I got stuck with some lousy roses purchased for Valentine's Day. After two days the roses collapsed. To begin with, they were stubby petaled, not tall and delicately shaped. No fragrance either. What's with this type of rose that is being sold at supermarkets today?

Comments (7)

  • seil zone 6b MI
    10 years ago

    They're florist roses not garden roses. They're grown in enormous greenhouses under completely unnatural conditions strictly as a crop to be sold. Like any other crop some years are better than others. You also have to take in to consideration the handling in transport and at the store. The weather has been horrendous and many shipments were delayed while airports were closed and then the roads were impassable so the roses may have sat in a truck in freezing conditions for a long time, All of this proabaly took a toll on the life of the roses.

  • roseseek
    10 years ago

    It sounds as if they were the potted minis you find everywhere. As Seil wrote, they are sold as "florist potted plants" like the hydrangeas, azaleas, poinsettias and all the rest and none of them are house plants. They all collapse when held indoors too long, whether it's at the store or your home. How long it will take before they collapse depends upon how fresh they were when purchased and how extreme the conditions in your home are, just like cut flowers. They honestly aren't meant to "last" any longer than a vase of flowers, though many, under at least the minimum conditions they require, can be planted outdoors and survive. Most really aren't great garden plants. They haven't been bred and selected for garden performance. Where garden and those for which they've been selected approximate each other well enough, they will perform, but there are so many which have been selected for your garden conditions, why waste the space and other resources on them? Kim

  • Kippy
    10 years ago

    "What's with this type of rose that is being sold at supermarkets today?"

    Cheaper

    The prices do get raised for Valentines Day, supply and demand and the wrong season for roses to be blooming in.

    The grocery stores are going to place larger orders way ahead of time, those roses have to be shipped to their distribution center, put on pallets with the other grocery items and trucked to the market. The market has to unpallet and finally those roses are put back in water to be revived. Just like a fresh strawberry grown in the farmers field is nothing like the strawberry one buys in the chain grocery store. Not knocking the grocery business, it just the reality of how things have to be done to bring them to the market by you at a cost we can afford.

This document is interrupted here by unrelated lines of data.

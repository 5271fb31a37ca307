use serde::{Deserialize, Deserializer, Serialize};
use strum::{AsRefStr, Display, EnumString};

use crate::model::Tag;

pub mod binary;

pub use binary::{binary_to_hex, hex_to_binary};

#[derive(Debug, Clone, Copy, PartialEq, Eq, Hash, Display, EnumString, AsRefStr, Serialize)]
#[strum(serialize_all = "lowercase")]
#[serde(rename_all = "lowercase")]
pub enum UpdateType {
    Add,
    Delete,
    /// Client intent only; expanded into delete + add before sending.
    Update,
    Retrieve,
    Retrieval,
    Error,
}

impl UpdateType {
    pub fn is_sendable(self) -> bool {
        matches!(
            self,
            UpdateType::Add | UpdateType::Delete | UpdateType::Retrieve
        )
    }
}

#[derive(Debug, thiserror::Error)]
pub enum CodecError {
    #[error("malformed message: {reason}")]
    MalformedMessage { reason: String },
    #[error("update type `{0}` is never sent over the wire")]
    NotSendable(UpdateType),
    #[error("invalid binary digit {found:?} at position {position}")]
    InvalidBinaryDigit { position: usize, found: char },
    #[error("invalid hex digit {found:?} at position {position}")]
    InvalidHexDigit { position: usize, found: char },
}

impl CodecError {
    fn malformed(reason: impl Into<String>) -> Self {
        CodecError::MalformedMessage {
            reason: reason.into(),
        }
    }
}

#[derive(Debug, Clone, PartialEq, Eq)]
pub enum ServerEvent {
    Added(Tag),
    Deleted(Tag),
    Retrieval(Vec<Tag>),
    Error,
}

impl ServerEvent {
    pub fn update_type(&self) -> UpdateType {
        match self {
            ServerEvent::Added(_) => UpdateType::Add,
            ServerEvent::Deleted(_) => UpdateType::Delete,
            ServerEvent::Retrieval(_) => UpdateType::Retrieval,
            ServerEvent::Error => UpdateType::Error,
        }
    }
}

#[derive(Serialize)]
struct OutboundFrame<'a> {
    #[serde(rename = "updateType")]
    update_type: UpdateType,
    tag: OutboundTag<'a>,
}

#[derive(Serialize)]
#[serde(rename_all = "camelCase")]
struct OutboundTag<'a> {
    pc_bits: &'a str,
    length: &'a str,
    epc_length_bits: &'a str,
    epc: &'a str,
    read_data: &'a str,
}

impl<'a> From<&'a Tag> for OutboundTag<'a> {
    fn from(tag: &'a Tag) -> Self {
        Self {
            pc_bits: &tag.pc_bits,
            length: &tag.length,
            epc_length_bits: &tag.epc_length_bits,
            epc: &tag.epc,
            read_data: &tag.read_data,
        }
    }
}

#[derive(Deserialize)]
struct InboundFrame {
    #[serde(rename = "UpdateType", alias = "updateType")]
    update_type: String,
    #[serde(rename = "Tag", alias = "tag", default)]
    tag: Option<InboundTag>,
    #[serde(rename = "Tags", alias = "tags", default)]
    tags: Option<Vec<InboundTag>>,
}

#[derive(Deserialize)]
struct InboundTag {
    #[serde(rename = "PCBits", alias = "pcBits", default, deserialize_with = "text_or_number")]
    pc_bits: String,
    #[serde(rename = "Length", alias = "length", default, deserialize_with = "text_or_number")]
    length: String,
    #[serde(
        rename = "EPCLengthBits",
        alias = "epcLengthBits",
        default,
        deserialize_with = "text_or_number"
    )]
    epc_length_bits: String,
    #[serde(rename = "EPC", alias = "epc", default, deserialize_with = "text_or_number")]
    epc: String,
    #[serde(rename = "ReadData", alias = "readData", default, deserialize_with = "text_or_number")]
    read_data: String,
}

impl From<InboundTag> for Tag {
    fn from(raw: InboundTag) -> Self {
        Tag {
            epc: raw.epc,
            pc_bits: raw.pc_bits,
            length: raw.length,
            epc_length_bits: raw.epc_length_bits,
            read_data: raw.read_data,
        }
    }
}

fn text_or_number<'de, D>(deserializer: D) -> Result<String, D::Error>
where
    D: Deserializer<'de>,
{
    #[derive(Deserialize)]
    #[serde(untagged)]
    enum Raw {
        Text(String),
        Number(serde_json::Number),
        Null(()),
    }

    Ok(match Raw::deserialize(deserializer)? {
        Raw::Text(text) => text,
        Raw::Number(number) => number.to_string(),
        Raw::Null(()) => String::new(),
    })
}

pub fn encode(update_type: UpdateType, tag: &Tag) -> Result<String, CodecError> {
    if !update_type.is_sendable() {
        return Err(CodecError::NotSendable(update_type));
    }
    let frame = OutboundFrame {
        update_type,
        tag: OutboundTag::from(tag),
    };
    serde_json::to_string(&frame).map_err(|err| CodecError::malformed(err.to_string()))
}

pub fn encode_retrieve() -> Result<String, CodecError> {
    encode(UpdateType::Retrieve, &Tag::default())
}

pub fn decode(text: &str) -> Result<ServerEvent, CodecError> {
    let frame: InboundFrame =
        serde_json::from_str(text).map_err(|err| CodecError::malformed(err.to_string()))?;
    let update_type: UpdateType = frame
        .update_type
        .parse()
        .map_err(|_| CodecError::malformed(format!("unknown update type `{}`", frame.update_type)))?;

    match update_type {
        UpdateType::Add => frame
            .tag
            .map(|tag| ServerEvent::Added(tag.into()))
            .ok_or_else(|| CodecError::malformed("add event without a tag")),
        UpdateType::Delete => frame
            .tag
            .map(|tag| ServerEvent::Deleted(tag.into()))
            .ok_or_else(|| CodecError::malformed("delete event without a tag")),
        UpdateType::Retrieval => Ok(ServerEvent::Retrieval(
            frame
                .tags
                .unwrap_or_default()
                .into_iter()
                .map(Tag::from)
                .collect(),
        )),
        UpdateType::Error => Ok(ServerEvent::Error),
        UpdateType::Update | UpdateType::Retrieve => Err(CodecError::malformed(format!(
            "client-only update type `{update_type}` received"
        ))),
    }
}

#[cfg(test)]
mod tests {
    use assert_matches::assert_matches;

    use super::*;

    fn sample() -> Tag {
        Tag::new("CC", "0000", "16", "80", "3333")
    }

    #[test]
    fn encodes_add_with_camel_case_keys() {
        let frame = encode(UpdateType::Add, &sample()).unwrap();
        insta::assert_snapshot!(
            frame,
            @r#"{"updateType":"add","tag":{"pcBits":"0000","length":"16","epcLengthBits":"80","epc":"CC","readData":"3333"}}"#
        );
    }

    #[test]
    fn encodes_retrieve_with_empty_tag() {
        let frame = encode_retrieve().unwrap();
        insta::assert_snapshot!(
            frame,
            @r#"{"updateType":"retrieve","tag":{"pcBits":"","length":"","epcLengthBits":"","epc":"","readData":""}}"#
        );
    }

    #[test]
    fn refuses_to_encode_client_only_types() {
        for kind in [UpdateType::Update, UpdateType::Retrieval, UpdateType::Error] {
            assert_matches!(encode(kind, &sample()), Err(CodecError::NotSendable(k)) if k == kind);
        }
    }

    #[test]
    fn decodes_pascal_case_add() {
        let raw = r#"{"UpdateType":"add","Tag":{"PCBits":"0000","Length":"16","EPCLengthBits":"80","EPC":"CC","ReadData":"3333"},"Tags":null}"#;
        assert_eq!(decode(raw).unwrap(), ServerEvent::Added(sample()));
    }

    #[test]
    fn decodes_echoed_camel_case_delete() {
        let raw = r#"{"updateType":"delete","tag":{"pcBits":"0000","length":"16","epcLengthBits":"80","epc":"CC","readData":"3333"}}"#;
        assert_eq!(decode(raw).unwrap(), ServerEvent::Deleted(sample()));
    }

    #[test]
    fn numeric_length_bits_decode_as_text() {
        let raw = r#"{"UpdateType":"add","Tag":{"PCBits":"0000","Length":16,"EPCLengthBits":80,"EPC":"CC","ReadData":"3333"}}"#;
        assert_eq!(decode(raw).unwrap(), ServerEvent::Added(sample()));
    }

    #[test]
    fn retrieval_with_null_or_missing_tags_is_empty() {
        let null = r#"{"UpdateType":"retrieval","Tag":{},"Tags":null}"#;
        let missing = r#"{"UpdateType":"retrieval"}"#;
        assert_eq!(decode(null).unwrap(), ServerEvent::Retrieval(Vec::new()));
        assert_eq!(decode(missing).unwrap(), ServerEvent::Retrieval(Vec::new()));
    }

    #[test]
    fn retrieval_keeps_server_order() {
        let raw = r#"{"UpdateType":"retrieval","Tags":[
            {"PCBits":"0000","Length":"16","EPCLengthBits":"80","EPC":"AA","ReadData":"1111"},
            {"PCBits":"0000","Length":"16","EPCLengthBits":"80","EPC":"BB","ReadData":"2222"}
        ]}"#;
        let ServerEvent::Retrieval(tags) = decode(raw).unwrap() else {
            panic!("expected retrieval");
        };
        let epcs: Vec<_> = tags.iter().map(|tag| tag.epc.as_str()).collect();
        assert_eq!(epcs, ["AA", "BB"]);
    }

    #[test]
    fn error_frame_carries_no_payload() {
        assert_eq!(
            decode(r#"{"UpdateType":"error"}"#).unwrap(),
            ServerEvent::Error
        );
    }

    #[test]
    fn malformed_frames_are_reported() {
        let cases = [
            "not json",
            r#"{"Tag":{}}"#,
            r#"{"UpdateType":"explode"}"#,
            r#"{"UpdateType":"add"}"#,
            r#"{"UpdateType":"delete","Tags":[]}"#,
            r#"{"UpdateType":"retrieve"}"#,
        ];
        for raw in cases {
            assert_matches!(
                decode(raw),
                Err(CodecError::MalformedMessage { .. }),
                "{raw}"
            );
        }
    }

    #[test]
    fn update_type_uses_lowercase_spelling() {
        assert_eq!(UpdateType::Retrieval.to_string(), "retrieval");
        assert_eq!("delete".parse::<UpdateType>().unwrap(), UpdateType::Delete);
        assert!("Delete".parse::<UpdateType>().is_err());
    }
}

    A florist may send their buyer to meet the plane bringing in the roses, or pick them from the flower market just hours before you purchase them.

    Best bet is to buy roses when they are blooming locally and purchase other flowers/plants/cakes/chocolates that do not need the holding times.

  • kingcobbtx7b
    10 years ago

    It depends on the grocery store. Some do a much better job than others.

  • kingcobbtx7b
    10 years ago

    It depends on the grocery store. Some do a much better job than others.

  • aviastar 7A Virginia
    10 years ago

    It depends, roseseek. I've been given some of those potted minis for Valentines for the past three years and they live quite happily on my kitchen table till about April when they make their way out to a bed I have dedicated to them. I now have two plants that have been healthy, doubled in size every year, and bloom happily all season and a brand new one waiting to go out this year. They are completely unlabeled, under $5, and apparently quite tough.

    I've also had some other potted plants from grocery stores that didn't perform well, but I've been really lucky with the mini roses.

  • susan4952
    10 years ago

    And they are tempting...especially in Chicago....in February.